From the data theft of reportedly 3.2 million debit cards that affected many big banks including SBI, HDFC Bank, ICICI, Yes Bank and Axis Bank, to recent security breach at Zomato that involved user data of over 17 million users, the state of cybersecurity in one of the world’s most rapidly growing market doesn’t look very promising.
If data breaches of the last couple of years are anything to go by, then Indian start-ups don’t look adequately prepared to deal with cyber-attacks.
The same was reinforced by the Cyber Security Maturity Report of Indian Industry (2017) by Fire Compass that found that Indian organizations across different sectors on an average scored only around 50 out of 100 on the cyber security scale.
The large banks and telcos emerged as the best performers with a compliance percentage of 61. They were followed by financial services and the IT industry with a score of 58 per cent and 52 per cent respectively.

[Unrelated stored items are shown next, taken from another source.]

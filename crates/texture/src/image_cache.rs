use std::collections::{BTreeMap, BTreeSet};
use std::path::PathBuf;

use crate::raster::{Raster, TextureError};

/// Decoded static images (masks, gradients, base art) keyed by file name.
///
/// Owned by the appearance subsystem and passed by reference to compositing.
/// Names that failed to load are remembered and not retried until
/// [`clear_failures`](Self::clear_failures).
#[derive(Debug, Default)]
pub struct ImageCache {
    root: Option<PathBuf>,
    images: BTreeMap<String, Raster>,
    failed: BTreeSet<String>,
}

impl ImageCache {
    pub fn new(root: Option<PathBuf>) -> Self {
        Self {
            root,
            ..Self::default()
        }
    }

    pub fn root(&self) -> Option<&PathBuf> {
        self.root.as_ref()
    }

    /// Register an already decoded image, replacing any previous one.
    pub fn insert(&mut self, name: impl Into<String>, raster: Raster) {
        let name = name.into();
        self.failed.remove(&name);
        self.images.insert(name, raster);
    }

    pub fn get(&self, name: &str) -> Option<&Raster> {
        self.images.get(name)
    }

    pub fn contains(&self, name: &str) -> bool {
        self.images.contains_key(name)
    }

    pub fn len(&self) -> usize {
        self.images.len()
    }

    pub fn is_empty(&self) -> bool {
        self.images.is_empty()
    }

    /// Return a cached image, decoding it from the image root on first use.
    pub fn load(&mut self, name: &str) -> Result<&Raster, TextureError> {
        if self.images.contains_key(name) {
            return Ok(&self.images[name]);
        }
        if self.failed.contains(name) {
            return Err(TextureError::ImageNotFound(name.to_string()));
        }
        let Some(root) = &self.root else {
            self.failed.insert(name.to_string());
            return Err(TextureError::ImageNotFound(name.to_string()));
        };
        let path = root.join(name);
        if !path.is_file() {
            self.failed.insert(name.to_string());
            return Err(TextureError::ImageNotFound(name.to_string()));
        }
        match Raster::load(&path) {
            Ok(raster) => {
                tracing::debug!(image = name, width = raster.width(), height = raster.height(), "static image loaded");
                Ok(self.images.entry(name.to_string()).or_insert(raster))
            }
            Err(e) => {
                self.failed.insert(name.to_string());
                Err(e)
            }
        }
    }

    /// Load every name, returning the failures. Failures are logged, not fatal.
    pub fn preload<'a>(
        &mut self,
        names: impl IntoIterator<Item = &'a str>,
    ) -> Vec<(String, TextureError)> {
        let mut errors = Vec::new();
        for name in names {
            if let Err(e) = self.load(name) {
                tracing::warn!(image = name, error = %e, "static image unavailable");
                errors.push((name.to_string(), e));
            }
        }
        errors
    }

    pub fn clear_failures(&mut self) {
        self.failed.clear();
    }
}
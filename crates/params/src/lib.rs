//! Visual parameters: weighted appearance controls, and driver parameters that
//! fan one weight out onto dependent parameters.
//!
//! # Invariants
//! - A non-animating parameter's weight always lies in its `[min, max]` range.
//! - A target linked to a live driver is only ever written by that driver.
//! - Every weight change is recorded as a [`ParamEvent`].

mod def;
mod driver;
mod registry;
mod visual;

pub use def::{DrivenLinkDef, ParamDef};
pub use driver::{
    Breakpoints, DrivenEntry, DriverParam, animated_driven_weight, driven_weight,
};
pub use registry::{
    LinkReport, Param, ParamError, ParamEvent, ParamRegistry, SkipReason, SkippedLink,
};
pub use visual::{MorphDistortion, VisualParam, WeightRange};

pub fn crate_info() -> &'static str {
    "appearance-params v0.1.0"
}
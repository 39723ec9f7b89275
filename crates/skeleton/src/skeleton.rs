use appearance_common::Transform;
use glam::{Mat4, Quat, Vec3};
use std::collections::BTreeMap;

use crate::joint::{DirtyFlags, JointId, JointNode};

/// Errors from skeleton operations.
#[derive(Debug, thiserror::Error)]
pub enum SkeletonError {
    #[error("unknown joint {0}")]
    UnknownJoint(JointId),
    #[error("joint name already used: {0}")]
    DuplicateName(String),
    #[error("joint {joint:?} references unknown parent {parent:?}")]
    UnknownParent { joint: String, parent: String },
    #[error("parenting {joint:?} under {parent:?} would create a cycle")]
    CyclicParent { joint: String, parent: String },
    #[error("non-finite {field} rejected for joint {joint:?}")]
    NonFinite { joint: String, field: &'static str },
}

/// Arena of joints. Owns every node; nodes refer to each other by [`JointId`].
///
/// Local transforms are written by the animation system; world transforms are
/// recomputed lazily on read and cached until a mutation touches the joint or
/// one of its ancestors.
#[derive(Debug, Clone, Default)]
pub struct Skeleton {
    joints: Vec<JointNode>,
    by_name: BTreeMap<String, JointId>,
}

impl Skeleton {
    pub fn new() -> Self {
        Self::default()
    }

    pub fn len(&self) -> usize {
        self.joints.len()
    }

    pub fn is_empty(&self) -> bool {
        self.joints.is_empty()
    }

    /// Add a joint under `parent` (or as a root). Returns its id.
    pub fn add_joint(
        &mut self,
        name: impl Into<String>,
        parent: Option<JointId>,
        local: Transform,
    ) -> Result<JointId, SkeletonError> {
        let name = name.into();
        if self.by_name.contains_key(&name) {
            return Err(SkeletonError::DuplicateName(name));
        }
        if let Some(p) = parent {
            self.node(p)?;
        }
        check_finite(&name, "position", local.position.is_finite())?;
        check_finite(&name, "rotation", local.rotation.is_finite())?;
        check_finite(&name, "scale", local.scale.is_finite())?;

        let id = JointId(self.joints.len() as u32);
        self.joints.push(JointNode::new(name.clone(), parent, local));
        self.by_name.insert(name, id);
        if let Some(p) = parent {
            self.joints[p.index()].children.push(id);
        }
        Ok(id)
    }

    pub fn joint(&self, id: JointId) -> Option<&JointNode> {
        self.joints.get(id.index())
    }

    pub fn find(&self, name: &str) -> Option<JointId> {
        self.by_name.get(name).copied()
    }

    /// Iterate over all joints in creation order.
    pub fn iter(&self) -> impl Iterator<Item = (JointId, &JointNode)> {
        self.joints
            .iter()
            .enumerate()
            .map(|(i, j)| (JointId(i as u32), j))
    }

    pub fn roots(&self) -> Vec<JointId> {
        self.iter()
            .filter(|(_, j)| j.parent.is_none())
            .map(|(id, _)| id)
            .collect()
    }

    /// Reassign `id` under `new_parent`.
    ///
    /// Rejected when `new_parent` is `id` itself or one of its descendants.
    pub fn set_parent(
        &mut self,
        id: JointId,
        new_parent: Option<JointId>,
    ) -> Result<(), SkeletonError> {
        self.node(id)?;
        if let Some(p) = new_parent {
            self.node(p)?;
            if self.is_ancestor_or_self(id, p) {
                let err = SkeletonError::CyclicParent {
                    joint: self.joints[id.index()].name.clone(),
                    parent: self.joints[p.index()].name.clone(),
                };
                tracing::warn!(%err, "rejected parent assignment");
                return Err(err);
            }
        }

        if let Some(old) = self.joints[id.index()].parent {
            self.joints[old.index()].children.retain(|c| *c != id);
        }
        self.joints[id.index()].parent = new_parent;
        if let Some(p) = new_parent {
            self.joints[p.index()].children.push(id);
        }
        self.touch(id, DirtyFlags::ALL);
        Ok(())
    }

    /// Attach `child` under `parent`. Same contract as [`Skeleton::set_parent`].
    pub fn add_child(&mut self, parent: JointId, child: JointId) -> Result<(), SkeletonError> {
        self.set_parent(child, Some(parent))
    }

    /// Detach `child` from `parent`, leaving it as a root. No-op if not a child.
    pub fn remove_child(&mut self, parent: JointId, child: JointId) -> Result<(), SkeletonError> {
        if self.node(child)?.parent != Some(parent) {
            return Ok(());
        }
        self.set_parent(child, None)
    }

    pub fn set_position(&mut self, id: JointId, position: Vec3) -> Result<(), SkeletonError> {
        let node = self.node_mut(id)?;
        check_finite(&node.name, "position", position.is_finite())?;
        node.local.position = position;
        self.touch(id, DirtyFlags::MATRIX | DirtyFlags::POSITION);
        Ok(())
    }

    pub fn set_rotation(&mut self, id: JointId, rotation: Quat) -> Result<(), SkeletonError> {
        let node = self.node_mut(id)?;
        check_finite(&node.name, "rotation", rotation.is_finite())?;
        node.local.rotation = rotation;
        self.touch(id, DirtyFlags::MATRIX | DirtyFlags::ROTATION);
        Ok(())
    }

    pub fn set_scale(&mut self, id: JointId, scale: Vec3) -> Result<(), SkeletonError> {
        let node = self.node_mut(id)?;
        check_finite(&node.name, "scale", scale.is_finite())?;
        node.local.scale = scale;
        self.touch(id, DirtyFlags::ALL);
        Ok(())
    }

    /// Set the position so that the joint lands at `position` in world space.
    pub fn set_world_position(&mut self, id: JointId, position: Vec3) -> Result<(), SkeletonError> {
        let node = self.node(id)?;
        check_finite(&node.name, "position", position.is_finite())?;
        let parent = node.parent;
        let local = match parent {
            Some(p) => self.world_matrix(p)?.inverse().transform_point3(position),
            None => position,
        };
        self.set_position(id, local)
    }

    /// Set the rotation so that the joint's world rotation becomes `rotation`.
    pub fn set_world_rotation(&mut self, id: JointId, rotation: Quat) -> Result<(), SkeletonError> {
        let node = self.node(id)?;
        check_finite(&node.name, "rotation", rotation.is_finite())?;
        let parent = node.parent;
        let local = match parent {
            Some(p) => (self.world_rotation(p)?.inverse() * rotation).normalize(),
            None => rotation,
        };
        self.set_rotation(id, local)
    }

    /// OR `flags` onto a joint and its descendants. Never recomputes.
    ///
    /// A rotation change moves every descendant, so children also receive the
    /// position bit.
    pub fn touch(&mut self, id: JointId, flags: DirtyFlags) {
        let mut stack = vec![(id, flags)];
        while let Some((current, flags)) = stack.pop() {
            let Some(node) = self.joints.get_mut(current.index()) else {
                continue;
            };
            if (node.dirty | flags) == node.dirty {
                continue;
            }
            node.dirty |= flags;
            let mut child_flags = flags;
            if flags.contains(DirtyFlags::ROTATION) {
                child_flags |= DirtyFlags::POSITION;
            }
            stack.extend(node.children.iter().map(|c| (*c, child_flags)));
        }
    }

    /// World matrix of a joint, recomputing stale ancestors first.
    pub fn world_matrix(&mut self, id: JointId) -> Result<Mat4, SkeletonError> {
        self.refresh(id)?;
        Ok(self.joints[id.index()].world_matrix)
    }

    pub fn world_position(&mut self, id: JointId) -> Result<Vec3, SkeletonError> {
        Ok(self.world_matrix(id)?.w_axis.truncate())
    }

    pub fn world_rotation(&mut self, id: JointId) -> Result<Quat, SkeletonError> {
        self.refresh(id)?;
        Ok(self.joints[id.index()].world_rotation)
    }

    /// Cached world matrix without recomputation. May be stale.
    pub fn last_world_matrix(&self, id: JointId) -> Option<Mat4> {
        self.joint(id).map(|j| j.world_matrix)
    }

    /// Cached world position without recomputation. May be stale.
    pub fn last_world_position(&self, id: JointId) -> Option<Vec3> {
        self.last_world_matrix(id).map(|m| m.w_axis.truncate())
    }

    /// Eagerly refresh `id` and every descendant.
    pub fn update_world_matrix_children(&mut self, id: JointId) -> Result<(), SkeletonError> {
        for joint in self.descendants(id)? {
            self.refresh(joint)?;
        }
        Ok(())
    }

    /// `id` followed by all of its descendants, parents before children.
    pub fn descendants(&self, id: JointId) -> Result<Vec<JointId>, SkeletonError> {
        self.node(id)?;
        let mut out = Vec::new();
        let mut stack = vec![id];
        while let Some(current) = stack.pop() {
            out.push(current);
            stack.extend(self.joints[current.index()].children.iter().rev());
        }
        Ok(out)
    }

    fn refresh(&mut self, id: JointId) -> Result<(), SkeletonError> {
        self.node(id)?;
        // Dirty ancestors form a contiguous chain ending at `id`.
        let mut chain = Vec::new();
        let mut cursor = Some(id);
        while let Some(current) = cursor {
            let node = &self.joints[current.index()];
            if !node.is_dirty() {
                break;
            }
            chain.push(current);
            cursor = node.parent;
        }
        for current in chain.into_iter().rev() {
            let parent = self.joints[current.index()]
                .parent
                .map(|p| {
                    let parent = &self.joints[p.index()];
                    (parent.world_matrix, parent.world_rotation)
                });
            self.joints[current.index()].recompute(parent);
        }
        Ok(())
    }

    fn is_ancestor_or_self(&self, ancestor: JointId, start: JointId) -> bool {
        let mut cursor = Some(start);
        let mut steps = 0;
        while let Some(current) = cursor {
            if current == ancestor {
                return true;
            }
            steps += 1;
            if steps > self.joints.len() {
                return true;
            }
            cursor = self.joints[current.index()].parent;
        }
        false
    }

    fn node(&self, id: JointId) -> Result<&JointNode, SkeletonError> {
        self.joints
            .get(id.index())
            .ok_or(SkeletonError::UnknownJoint(id))
    }

    fn node_mut(&mut self, id: JointId) -> Result<&mut JointNode, SkeletonError> {
        self.joints
            .get_mut(id.index())
            .ok_or(SkeletonError::UnknownJoint(id))
    }
}
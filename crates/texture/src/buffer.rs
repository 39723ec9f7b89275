use appearance_common::{AssetId, TextureQuality, UploadId};

use crate::compose::Composite;
use crate::raster::{PixelDigest, Raster};
use crate::upload::UploadOutcome;

/// Lifecycle of a layer set's baked output.
#[derive(Debug, Clone, Copy, PartialEq, Eq, Hash)]
pub enum BufferState {
    /// Output matches the inputs and the last successful upload.
    Clean,
    /// An input changed; recomposite on the next pump.
    NeedsUpdate,
    /// Fresh pixels that have not been uploaded.
    Composited,
    UploadPending,
}

/// The last upload the asset service accepted.
#[derive(Debug, Clone, Copy, PartialEq, Eq)]
pub struct UploadRecord {
    pub id: UploadId,
    pub digest: PixelDigest,
    pub quality: TextureQuality,
    pub asset: AssetId,
}

#[derive(Debug, Clone, Copy, PartialEq, Eq)]
struct InFlight {
    id: UploadId,
    digest: PixelDigest,
    quality: TextureQuality,
}

/// What to do with a composited buffer.
#[derive(Debug, Clone, Copy, PartialEq, Eq)]
pub enum UploadDecision {
    /// Same pixels (and no better quality) than the last upload.
    Unchanged,
    /// Preview pixels while preview uploads are disabled.
    WaitForFinal,
    /// An upload is already outstanding; changes coalesce behind it.
    InFlight,
    Ready,
}

#[derive(Debug, Clone, PartialEq, Eq)]
pub enum CompletionResult {
    /// Not the outstanding upload (cancelled or superseded); dropped.
    Stale,
    Stored(AssetId),
    Failed(String),
}

/// Fixed-size composite buffer plus its upload bookkeeping.
///
/// At most one upload is outstanding at a time. Changes that arrive while one
/// is in flight leave the buffer in `NeedsUpdate`/`Composited`, so exactly one
/// follow-up upload is issued once the outstanding one resolves.
#[derive(Debug, Clone)]
pub struct LayerSetBuffer {
    width: u32,
    height: u32,
    state: BufferState,
    composite: Option<Composite>,
    in_flight: Option<InFlight>,
    last_uploaded: Option<UploadRecord>,
    retry_hold: bool,
}

impl LayerSetBuffer {
    /// A new buffer has never been composited and starts in `NeedsUpdate`.
    pub fn new(width: u32, height: u32) -> Self {
        Self {
            width,
            height,
            state: BufferState::NeedsUpdate,
            composite: None,
            in_flight: None,
            last_uploaded: None,
            retry_hold: false,
        }
    }

    pub fn width(&self) -> u32 {
        self.width
    }

    pub fn height(&self) -> u32 {
        self.height
    }

    pub fn state(&self) -> BufferState {
        self.state
    }

    pub fn composite(&self) -> Option<&Composite> {
        self.composite.as_ref()
    }

    /// RGBA8 bytes of the current composite, for the renderer.
    pub fn pixels(&self) -> Option<&[u8]> {
        self.composite.as_ref().map(|c| c.image.as_bytes())
    }

    pub fn in_flight(&self) -> Option<UploadId> {
        self.in_flight.map(|f| f.id)
    }

    pub fn last_uploaded(&self) -> Option<&UploadRecord> {
        self.last_uploaded.as_ref()
    }

    /// Held after a failed upload until [`retry`](Self::retry) or a new change.
    pub fn is_held(&self) -> bool {
        self.retry_hold
    }

    /// Any state may re-enter `NeedsUpdate`, including while an upload is out.
    pub fn mark_dirty(&mut self) {
        self.state = BufferState::NeedsUpdate;
        self.retry_hold = false;
    }

    pub fn needs_compose(&self) -> bool {
        self.state == BufferState::NeedsUpdate && !self.retry_hold
    }

    pub fn store_composite(&mut self, composite: Composite) -> &Composite {
        self.state = BufferState::Composited;
        self.composite.insert(composite)
    }

    pub fn upload_decision(&self, upload_preview: bool) -> UploadDecision {
        let Some(composite) = &self.composite else {
            return UploadDecision::Unchanged;
        };
        if self.in_flight.is_some() {
            return UploadDecision::InFlight;
        }
        if composite.quality == TextureQuality::Preview && !upload_preview {
            return UploadDecision::WaitForFinal;
        }
        match &self.last_uploaded {
            Some(last)
                if last.digest == composite.digest
                    && !(last.quality == TextureQuality::Preview
                        && composite.quality == TextureQuality::Final) =>
            {
                UploadDecision::Unchanged
            }
            _ => UploadDecision::Ready,
        }
    }

    /// `Composited -> Clean` when nothing needs uploading.
    pub fn mark_clean(&mut self) {
        if self.state == BufferState::Composited {
            self.state = BufferState::Clean;
        }
    }

    /// Whether [`begin_upload`](Self::begin_upload) would proceed.
    pub fn can_begin_upload(&self) -> bool {
        self.state == BufferState::Composited && self.in_flight.is_none() && self.composite.is_some()
    }

    /// `Composited -> UploadPending`, returning a snapshot of the pixels.
    ///
    /// Returns `None` unless the buffer is composited with nothing in flight.
    pub fn begin_upload(&mut self, id: UploadId) -> Option<(Raster, PixelDigest, TextureQuality)> {
        if !self.can_begin_upload() {
            return None;
        }
        let composite = self.composite.as_ref()?;
        self.in_flight = Some(InFlight {
            id,
            digest: composite.digest,
            quality: composite.quality,
        });
        self.state = BufferState::UploadPending;
        Some((composite.image.clone(), composite.digest, composite.quality))
    }

    /// Apply a completion keyed by correlation id.
    ///
    /// A failure while nothing newer is queued returns to `NeedsUpdate` held;
    /// a failure behind a newer change lets that change drive the retry.
    pub fn complete(&mut self, id: UploadId, outcome: UploadOutcome) -> CompletionResult {
        let flight = match self.in_flight {
            Some(f) if f.id == id => f,
            _ => return CompletionResult::Stale,
        };
        self.in_flight = None;
        let pending = self.state == BufferState::UploadPending;
        match outcome {
            UploadOutcome::Stored(asset) => {
                self.last_uploaded = Some(UploadRecord {
                    id,
                    digest: flight.digest,
                    quality: flight.quality,
                    asset,
                });
                if pending {
                    self.state = BufferState::Clean;
                }
                CompletionResult::Stored(asset)
            }
            UploadOutcome::Failed(reason) => {
                if pending {
                    self.state = BufferState::NeedsUpdate;
                    self.retry_hold = true;
                }
                CompletionResult::Failed(reason)
            }
        }
    }

    /// Release a failure hold. Returns whether one was held.
    pub fn retry(&mut self) -> bool {
        std::mem::replace(&mut self.retry_hold, false)
    }

    /// Forget the outstanding upload and the upload history, then re-queue.
    /// Returns the id that is now stale.
    pub fn force_rebake(&mut self) -> Option<UploadId> {
        let stale = self.in_flight.take().map(|f| f.id);
        self.last_uploaded = None;
        self.mark_dirty();
        stale
    }
}

#[cfg(test)]
mod tests {
    use super::*;
    use crate::raster::Rgba8;

    fn composite(color: Rgba8, quality: TextureQuality) -> Composite {
        let image = Raster::filled(2, 2, color);
        let digest = image.digest();
        Composite {
            image,
            quality,
            digest,
            morph_mask: None,
        }
    }

    fn uploaded() -> LayerSetBuffer {
        let mut b = LayerSetBuffer::new(2, 2);
        b.store_composite(composite(Rgba8::WHITE, TextureQuality::Final));
        b.begin_upload(UploadId(1)).unwrap();
        b.complete(UploadId(1), UploadOutcome::Stored(AssetId::new()));
        b
    }

    #[test]
    fn full_cycle_reaches_clean() {
        let mut b = LayerSetBuffer::new(2, 2);
        assert!(b.needs_compose());
        b.store_composite(composite(Rgba8::WHITE, TextureQuality::Final));
        assert_eq!(b.state(), BufferState::Composited);
        assert_eq!(b.upload_decision(false), UploadDecision::Ready);
        let (snapshot, _, _) = b.begin_upload(UploadId(1)).unwrap();
        assert_eq!(snapshot.width(), 2);
        assert_eq!(b.state(), BufferState::UploadPending);
        assert!(matches!(
            b.complete(UploadId(1), UploadOutcome::Stored(AssetId::new())),
            CompletionResult::Stored(_)
        ));
        assert_eq!(b.state(), BufferState::Clean);
        assert!(b.last_uploaded().is_some());
    }

    #[test]
    fn identical_recomposite_is_unchanged() {
        let mut b = uploaded();
        b.mark_dirty();
        b.store_composite(composite(Rgba8::WHITE, TextureQuality::Final));
        assert_eq!(b.upload_decision(false), UploadDecision::Unchanged);
        b.mark_clean();
        assert_eq!(b.state(), BufferState::Clean);
    }

    #[test]
    fn changes_during_flight_coalesce() {
        let mut b = LayerSetBuffer::new(2, 2);
        b.store_composite(composite(Rgba8::WHITE, TextureQuality::Final));
        b.begin_upload(UploadId(1)).unwrap();

        b.mark_dirty();
        b.store_composite(composite(Rgba8::new(1, 2, 3, 4), TextureQuality::Final));
        b.mark_dirty();
        b.store_composite(composite(Rgba8::new(5, 6, 7, 8), TextureQuality::Final));
        assert_eq!(b.upload_decision(false), UploadDecision::InFlight);
        assert!(!b.can_begin_upload());
        assert!(b.begin_upload(UploadId(2)).is_none());

        b.complete(UploadId(1), UploadOutcome::Stored(AssetId::new()));
        assert_eq!(b.state(), BufferState::Composited);
        assert_eq!(b.upload_decision(false), UploadDecision::Ready);
        assert!(b.begin_upload(UploadId(2)).is_some());
        assert_eq!(b.in_flight(), Some(UploadId(2)));
    }

    #[test]
    fn failure_holds_until_retry_or_change() {
        let mut b = LayerSetBuffer::new(2, 2);
        b.store_composite(composite(Rgba8::WHITE, TextureQuality::Final));
        b.begin_upload(UploadId(1)).unwrap();
        let result = b.complete(UploadId(1), UploadOutcome::Failed("503".into()));
        assert_eq!(result, CompletionResult::Failed("503".into()));
        assert_eq!(b.state(), BufferState::NeedsUpdate);
        assert!(b.is_held());
        assert!(!b.needs_compose());
        assert!(b.retry());
        assert!(b.needs_compose());

        b.complete(UploadId(1), UploadOutcome::Failed("again".into()));
        assert!(!b.is_held());
    }

    #[test]
    fn stale_completion_is_dropped() {
        let mut b = LayerSetBuffer::new(2, 2);
        b.store_composite(composite(Rgba8::WHITE, TextureQuality::Final));
        b.begin_upload(UploadId(7)).unwrap();
        assert_eq!(b.force_rebake(), Some(UploadId(7)));
        assert_eq!(
            b.complete(UploadId(7), UploadOutcome::Stored(AssetId::new())),
            CompletionResult::Stale
        );
        assert!(b.last_uploaded().is_none());
        assert_eq!(b.state(), BufferState::NeedsUpdate);
    }

    #[test]
    fn preview_waits_then_final_upgrades() {
        let mut b = LayerSetBuffer::new(2, 2);
        b.store_composite(composite(Rgba8::WHITE, TextureQuality::Preview));
        assert_eq!(b.upload_decision(false), UploadDecision::WaitForFinal);
        assert_eq!(b.upload_decision(true), UploadDecision::Ready);

        b.begin_upload(UploadId(1)).unwrap();
        b.complete(UploadId(1), UploadOutcome::Stored(AssetId::new()));
        b.mark_dirty();
        b.store_composite(composite(Rgba8::WHITE, TextureQuality::Final));
        assert_eq!(b.upload_decision(true), UploadDecision::Ready);
    }

    #[test]
    fn rebake_forgets_history() {
        let mut b = uploaded();
        assert_eq!(b.force_rebake(), None);
        b.store_composite(composite(Rgba8::WHITE, TextureQuality::Final));
        assert_eq!(b.upload_decision(false), UploadDecision::Ready);
    }
}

The most worrisome finding was regarding start-ups and fintechs that performed rather abysmally with a score of 8 out of 100 as per security maturity benchmark.
It was an online survey for which 200+ organizations in India responded, across verticals to provide a holistic view of security performance. NIST Cybersecurity Framework (promoted by the USA government) was leveraged to classify the technology controls capabilities across 5 dimensions: Identify, Protect, Detect, Respond, Recover. The score is based on data from actual security controls implemented as well as open source security intelligence.
The report also highlighted that majority of internal technology controls are primarily based around prevention, with not sufficient measure implemented around detection and response. While the score in terms of prevention techniques was 63 percent, for detection and response they were 51 per cent and 31 per cent respectively. The picture does not change much for the startups in terms of identification, prevention, response and detection also. It is alarming to see how ill-equipped the start-ups are in terms of dealing with cyber attacks.
According to Fire Compass, cybersecurity investment should be spread out across the spectrum, by taking a balanced approach to investments, like a financial portfolio.
The firm has a word of caution for start-ups especially fintech that they shouldn’t assume ‘that start-ups are not a target for hackers. Most of the startups are easy prey for opportunistic hackers and start-up breaches are rapidly rising.’ A strong security posture can be achieved with low cost tools and a small team of skilled professionals. Security should be considered right from the design stage of the product and be continuously assessed throughout the lifecycle. Fixing issues later can be 30x higher than at design stage.